_Task statement:_ Throughout the records below, find each line holding "struct" and copy it.

START Input records

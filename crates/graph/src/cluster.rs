use crate::config::GraphConfig;
use crate::error::Result;
use crate::index::KeywordIndex;
use crate::similarity::{Edge, SimilarityGraph};
use crate::types::{ClusterId, KeywordId, SlugId};
use petgraph::unionfind::UnionFind;
use serde::{Deserialize, Serialize};
use std::collections::{BTreeMap, HashMap};

/// Members of one connected component, sorted by slug id
#[derive(Debug, Clone, PartialEq, Eq, Serialize, Deserialize)]
pub struct ClusterMembers {
    pub id: ClusterId,
    pub members: Vec<SlugId>,
}

impl ClusterMembers {
    pub fn len(&self) -> usize {
        self.members.len()
    }

    pub fn is_empty(&self) -> bool {
        self.members.is_empty()
    }
}

/// The strongest edge inside an oversized cluster, by name
#[derive(Debug, Clone, PartialEq, Serialize, Deserialize)]
pub struct EdgeSummary {
    pub a: String,
    pub b: String,
    pub weight: f64,
    pub source_keyword: String,
}

/// A cluster larger than the configured ceiling, with the keyword that did
/// most of the merging
#[derive(Debug, Clone, PartialEq, Serialize, Deserialize)]
pub struct GiantComponentWarning {
    pub cluster_id: ClusterId,
    pub size: usize,
    pub share: f64,
    pub ceiling: usize,
    pub top_keyword: Option<String>,
    /// Merging unions attributed to `top_keyword`
    pub top_keyword_merges: usize,
    pub total_merges: usize,
    pub heaviest_edge: Option<EdgeSummary>,
}

/// Clusters covering every slug exactly once
#[derive(Debug, Clone, Default)]
pub struct Partition {
    clusters: Vec<ClusterMembers>,
    assignment: Vec<ClusterId>,
    ceiling: usize,
    warnings: Vec<GiantComponentWarning>,
}

impl Partition {
    /// Clusters ordered by their smallest member
    pub fn clusters(&self) -> &[ClusterMembers] {
        &self.clusters
    }

    pub fn cluster_of(&self, slug: SlugId) -> Option<ClusterId> {
        self.assignment.get(slug as usize).copied()
    }

    pub fn len(&self) -> usize {
        self.clusters.len()
    }

    pub fn is_empty(&self) -> bool {
        self.clusters.is_empty()
    }

    pub fn largest(&self) -> Option<&ClusterMembers> {
        self.clusters
            .iter()
            .max_by(|x, y| x.len().cmp(&y.len()).then_with(|| y.id.cmp(&x.id)))
    }

    pub fn ceiling(&self) -> usize {
        self.ceiling
    }

    pub fn warnings(&self) -> &[GiantComponentWarning] {
        &self.warnings
    }

    /// True when some cluster exceeded the size ceiling
    pub fn is_degraded(&self) -> bool {
        !self.warnings.is_empty()
    }

    /// Member slug names per cluster, in cluster order
    pub fn member_names<'a>(&self, index: &'a KeywordIndex) -> Vec<Vec<&'a str>> {
        self.clusters
            .iter()
            .map(|c| c.members.iter().map(|&id| index.slug_text(id)).collect())
            .collect()
    }
}

/// Disjoint-set clustering over accepted edges.
///
/// Union order does not matter: applying the same edges in any order, or
/// applying an edge twice, yields the same partition.
pub struct ClusterBuilder<'a> {
    config: &'a GraphConfig,
}

impl<'a> ClusterBuilder<'a> {
    pub fn new(config: &'a GraphConfig) -> Result<Self> {
        config.validate()?;
        Ok(Self { config })
    }

    pub fn build(&self, index: &KeywordIndex, graph: &SimilarityGraph) -> Partition {
        self.build_from_edges(index, &graph.edges)
    }

    pub fn build_from_edges(&self, index: &KeywordIndex, edges: &[Edge]) -> Partition {
        let n = index.slug_count();
        let mut sets: UnionFind<SlugId> = UnionFind::new(n);
        let mut merges: Vec<&Edge> = Vec::new();

        for edge in edges {
            if (edge.a as usize) >= n || (edge.b as usize) >= n {
                log::debug!("Skipping edge outside the slug universe: {edge:?}");
                continue;
            }
            if sets.union(edge.a, edge.b) {
                merges.push(edge);
            }
        }

        let labels = sets.into_labeling();

        // Slugs are visited in id order, so clusters are created in order of
        // their smallest member and member lists come out sorted.
        let mut cluster_by_root: HashMap<SlugId, ClusterId> = HashMap::new();
        let mut clusters: Vec<ClusterMembers> = Vec::new();
        let mut assignment = Vec::with_capacity(n);
        for (slug, root) in labels.into_iter().enumerate() {
            let next_id = clusters.len() as ClusterId;
            let id = *cluster_by_root.entry(root).or_insert(next_id);
            if id == next_id {
                clusters.push(ClusterMembers {
                    id,
                    members: Vec::new(),
                });
            }
            clusters[id as usize].members.push(slug as SlugId);
            assignment.push(id);
        }

        let ceiling = self.config.cluster_ceiling(n);
        let warnings = giant_components(index, &clusters, &assignment, &merges, ceiling);

        log::info!(
            "Clustered {} slugs into {} clusters ({} merging edges)",
            n,
            clusters.len(),
            merges.len()
        );
        for w in &warnings {
            log::warn!(
                "Cluster {} has {} slugs ({:.1}% of all, ceiling {}); top merging keyword `{}` ({} of {} merges)",
                w.cluster_id,
                w.size,
                w.share * 100.0,
                w.ceiling,
                w.top_keyword.as_deref().unwrap_or("-"),
                w.top_keyword_merges,
                w.total_merges
            );
        }

        Partition {
            clusters,
            assignment,
            ceiling,
            warnings,
        }
    }
}

fn giant_components(
    index: &KeywordIndex,
    clusters: &[ClusterMembers],
    assignment: &[ClusterId],
    merges: &[&Edge],
    ceiling: usize,
) -> Vec<GiantComponentWarning> {
    let total = assignment.len();
    let mut warnings = Vec::new();

    for cluster in clusters.iter().filter(|c| c.len() > ceiling) {
        let inside: Vec<&Edge> = merges
            .iter()
            .copied()
            .filter(|e| assignment[e.a as usize] == cluster.id)
            .collect();

        let mut by_keyword: BTreeMap<KeywordId, usize> = BTreeMap::new();
        for edge in &inside {
            *by_keyword.entry(edge.source_keyword).or_insert(0) += 1;
        }
        // Ties go to the lowest keyword id.
        let top = by_keyword
            .iter()
            .max_by(|x, y| x.1.cmp(y.1).then_with(|| y.0.cmp(x.0)));

        let heaviest = inside.iter().max_by(|x, y| {
            x.weight
                .total_cmp(&y.weight)
                .then_with(|| (y.a, y.b).cmp(&(x.a, x.b)))
        });

        warnings.push(GiantComponentWarning {
            cluster_id: cluster.id,
            size: cluster.len(),
            share: cluster.len() as f64 / total.max(1) as f64,
            ceiling,
            top_keyword: top.map(|(&kw, _)| index.keyword_text(kw).to_string()),
            top_keyword_merges: top.map_or(0, |(_, &count)| count),
            total_merges: inside.len(),
            heaviest_edge: heaviest.map(|e| EdgeSummary {
                a: index.slug_text(e.a).to_string(),
                b: index.slug_text(e.b).to_string(),
                weight: e.weight,
                source_keyword: index.keyword_text(e.source_keyword).to_string(),
            }),
        });
    }

    warnings
}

END Input records

_Answer section:_
pub struct ClusterMembers {
pub struct EdgeSummary {
pub struct GiantComponentWarning {
pub struct Partition {
pub struct ClusterBuilder<'a> {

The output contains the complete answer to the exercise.